As atenções europeias estão literalmente viradas para a Escócia, que está esta quinta-feira a referendar a independência em relação ao Reino Unido. Em França, o Presidente receia mesmo a «dissolução» do projeto europeu, caso ganhe o «sim».

François Hollande teme que, caso isso aconteça, se abra o caminho «ao egoísmo, ao populismo, ao separatismo».

Na sua conferência de imprensa semestral, a quarta desde que assumiu a Presidência, em maio de 2012, o chefe de Estado francês considerou que «os escrutínios europeus já não se apresentam como avisos, mas como alarmes», cita a Lusa..

Perante cerca de 400 jornalistas franceses e estrangeiros, Hollande questionou: «Quem pode afirmar qual vai ser o resultado do referendo na Escócia?». E estendeu a pergunta ao futuro do Reino Unido.

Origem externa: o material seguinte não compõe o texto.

//! Bill split arithmetic.
//!
//! Everything here is pure: the screen calls [`compute`] on every redraw with
//! whatever the user has typed or selected so far, and gets back fresh amounts.
//! Malformed numbers are never an error, they simply count as zero.

use rust_decimal::{Decimal, RoundingStrategy};
use rust_decimal_macros::dec;
use serde::Serialize;
use std::str::FromStr;

const PERCENT: Decimal = dec!(100);

/// Raw screen inputs, exactly as the controls hold them.
#[derive(Debug, Clone, Copy)]
pub struct BillInputs<'a> {
    pub base_text: &'a str,
    pub tax_text: &'a str,
    /// Tip selector value, in percentage points
    pub tip_percent: f64,
    /// Split selector value, in people
    pub split_count: f64,
}

/// Derived amounts for one snapshot of the inputs.
#[derive(Debug, Clone, PartialEq, Eq, Serialize)]
pub struct Breakdown {
    pub base: Decimal,
    pub tax_percent: Decimal,
    /// Whole tip points actually applied
    pub tip_percent: u32,
    /// Floored split selector value, as displayed (may be 0)
    pub split_count: u32,
    /// People the total is divided by, never below 1
    pub divisor: u32,
    pub total: Decimal,
    pub per_person: Decimal,
}

impl Breakdown {
    pub fn tip_label(&self) -> String {
        format!("Tip: {}%", self.tip_percent)
    }

    pub fn split_label(&self) -> String {
        format!("Split: {}", self.split_count)
    }

    pub fn per_person_label(&self) -> String {
        format!("Per Person: {}", format_money(self.per_person))
    }

    pub fn total_label(&self) -> String {
        format!("Total: {}", format_money(self.total))
    }
}

/// Parse free text as a number, falling back to zero.
///
/// Accepts plain decimals (`"75.50"`, `"-3"`) and scientific notation
/// (`"1e2"`), ignoring surrounding whitespace.
pub fn parse_amount(text: &str) -> Decimal {
    let text = text.trim();
    // Must also be valid float syntax, which rejects digit separators like "1_000"
    if text.is_empty() || text.parse::<f64>().is_err() {
        return Decimal::ZERO;
    }

    Decimal::from_str(text)
        .or_else(|_| Decimal::from_scientific(text))
        .unwrap_or(Decimal::ZERO)
}

/// Like [`parse_amount`], but a bill base can't be negative.
pub fn parse_base(text: &str) -> Decimal {
    parse_amount(text).max(Decimal::ZERO)
}

/// Floor a selector value to whole units. NaN and negatives become 0.
pub fn whole_units(value: f64) -> u32 {
    if value.is_nan() {
        return 0;
    }
    // `as` saturates, so huge values land on u32::MAX
    value.floor().max(0.0) as u32
}

pub fn compute(inputs: &BillInputs<'_>) -> Breakdown {
    let base = parse_base(inputs.base_text);
    let tax_percent = parse_amount(inputs.tax_text);
    let tip_percent = whole_units(inputs.tip_percent);
    let split_count = whole_units(inputs.split_count);
    let divisor = split_count.max(1);

    let tax = base.saturating_mul(tax_percent) / PERCENT;
    let tip = base.saturating_mul(Decimal::from(tip_percent)) / PERCENT;
    let total = base.saturating_add(tax).saturating_add(tip);
    let per_person = total / Decimal::from(divisor);

    tracing::trace!(%total, %per_person, divisor, "recomputed bill");

    Breakdown {
        base,
        tax_percent,
        tip_percent,
        split_count,
        divisor,
        total,
        per_person,
    }
}

/// `$` followed by the amount rounded half away from zero to two places.
pub fn format_money(amount: Decimal) -> String {
    let rounded = amount.round_dp_with_strategy(2, RoundingStrategy::MidpointAwayFromZero);
    format!("${:.2}", rounded)
}

#[cfg(test)]
mod tests {
    use super::*;

    fn run(base: &str, tax: &str, tip: f64, split: f64) -> Breakdown {
        compute(&BillInputs {
            base_text: base,
            tax_text: tax,
            tip_percent: tip,
            split_count: split,
        })
    }

    #[test]
    fn test_single_payer_with_tax_and_tip() {
        let b = run("100", "8", 15.0, 1.0);
        assert_eq!(b.total_label(), "Total: $123.00");
        assert_eq!(b.per_person_label(), "Per Person: $123.00");
    }

    #[test]
    fn test_even_split_without_tax() {
        let b = run("50", "0", 20.0, 2.0);
        assert_eq!(b.total, dec!(60));
        assert_eq!(b.per_person, dec!(30));
        assert_eq!(format_money(b.per_person), "$30.00");
    }

    #[test]
    fn test_empty_base_is_zero() {
        let b = run("", "10", 15.0, 3.0);
        assert_eq!(format_money(b.total), "$0.00");
        assert_eq!(format_money(b.per_person), "$0.00");
    }

    #[test]
    fn test_fractional_base_five_ways() {
        let b = run("75.50", "5", 25.0, 5.0);
        assert_eq!(b.total, dec!(98.15));
        assert_eq!(format_money(b.total), "$98.15");
        assert_eq!(format_money(b.per_person), "$19.63");
    }

    #[test]
    fn test_garbage_tax_is_zero() {
        let b = run("40", "abc", 5.0, 1.0);
        assert_eq!(b.tax_percent, Decimal::ZERO);
        assert_eq!(format_money(b.total), "$42.00");
        assert_eq!(format_money(b.per_person), "$42.00");
    }

    #[test]
    fn test_zero_base_ignores_everything_else() {
        for (tax, tip, split) in [("8", 15.0, 1.0), ("99", 25.0, 10.0), ("-5", 5.0, 0.0)] {
            let b = run("0", tax, tip, split);
            assert_eq!(b.total, Decimal::ZERO);
            assert_eq!(b.per_person, Decimal::ZERO);
        }
    }

    #[test]
    fn test_split_below_one_divides_by_one() {
        let b = run("30", "0", 10.0, 0.0);
        assert_eq!(b.split_count, 0);
        assert_eq!(b.divisor, 1);
        assert_eq!(b.per_person, b.total);
        assert_eq!(b.split_label(), "Split: 0");

        let b = run("30", "0", 10.0, 0.7);
        assert_eq!(b.divisor, 1);
    }

    #[test]
    fn test_selector_values_are_floored() {
        let b = run("100", "0", 15.9, 2.9);
        assert_eq!(b.tip_percent, 15);
        assert_eq!(b.divisor, 2);
        assert_eq!(b.tip_label(), "Tip: 15%");
        assert_eq!(b.total, dec!(115));
        assert_eq!(b.per_person, dec!(57.5));
    }

    #[test]
    fn test_total_matches_closed_form() {
        let base = dec!(82.40);
        let b = run("82.40", "7.25", 18.0, 4.0);
        let expected = base * (Decimal::ONE + dec!(7.25) / PERCENT + dec!(18) / PERCENT);
        assert_eq!(b.total, expected);
        assert_eq!(b.per_person, expected / dec!(4));
    }

    #[test]
    fn test_recompute_is_idempotent() {
        let first = run("63.10", "6.5", 12.0, 3.0);
        let second = run("63.10", "6.5", 12.0, 3.0);
        assert_eq!(first, second);
        assert_eq!(first.total_label(), second.total_label());
        assert_eq!(first.per_person_label(), second.per_person_label());
    }

    #[test]
    fn test_parse_amount_forms() {
        assert_eq!(parse_amount("75.50"), dec!(75.5));
        assert_eq!(parse_amount("  40 "), dec!(40));
        assert_eq!(parse_amount("1e2"), dec!(100));
        assert_eq!(parse_amount("-3"), dec!(-3));
        assert_eq!(parse_amount(""), Decimal::ZERO);
        assert_eq!(parse_amount("12abc"), Decimal::ZERO);
        assert_eq!(parse_amount("1_000"), Decimal::ZERO);
        assert_eq!(parse_amount("1,5"), Decimal::ZERO);
        assert_eq!(parse_amount("NaN"), Decimal::ZERO);
    }

    #[test]
    fn test_negative_base_clamps_to_zero() {
        assert_eq!(parse_base("-20"), Decimal::ZERO);
        let b = run("-20", "10", 15.0, 1.0);
        assert_eq!(b.total, Decimal::ZERO);
    }

    #[test]
    fn test_whole_units_edges() {
        assert_eq!(whole_units(f64::NAN), 0);
        assert_eq!(whole_units(-4.0), 0);
        assert_eq!(whole_units(9.99), 9);
        assert_eq!(whole_units(f64::INFINITY), u32::MAX);
    }

    #[test]
    fn test_huge_inputs_saturate() {
        let b = run("79228162514264337593543950335", "79228162514264337593543950335", 25.0, 1.0);
        assert_eq!(b.total, Decimal::MAX);
    }

    #[test]
    fn test_format_money_rounds_half_up() {
        assert_eq!(format_money(dec!(0.125)), "$0.13");
        assert_eq!(format_money(dec!(2.5)), "$2.50");
        assert_eq!(format_money(dec!(19.625)), "$19.63");
    }
}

Embora o referendo esteja a decorrer hoje, com a participação massiva - espera-se - de 90% do eleitorado, só amanhã, sexta-feira, é que serão conhecidos os resultados.

Há mais de 300 anos que a Escócia foi anexada ao Reino Unido. Edimburgo está ao rubro, com as sondagens bem renhidas. Parece impossível prever o desfecho. Haverá ou não divórcio? E se a Escócia conseguir mesmo a independência? Cerca de 4,3 milhões de eleitores escoceses tem o futuro da nação, do Reino Unido e da Europa nas mãos.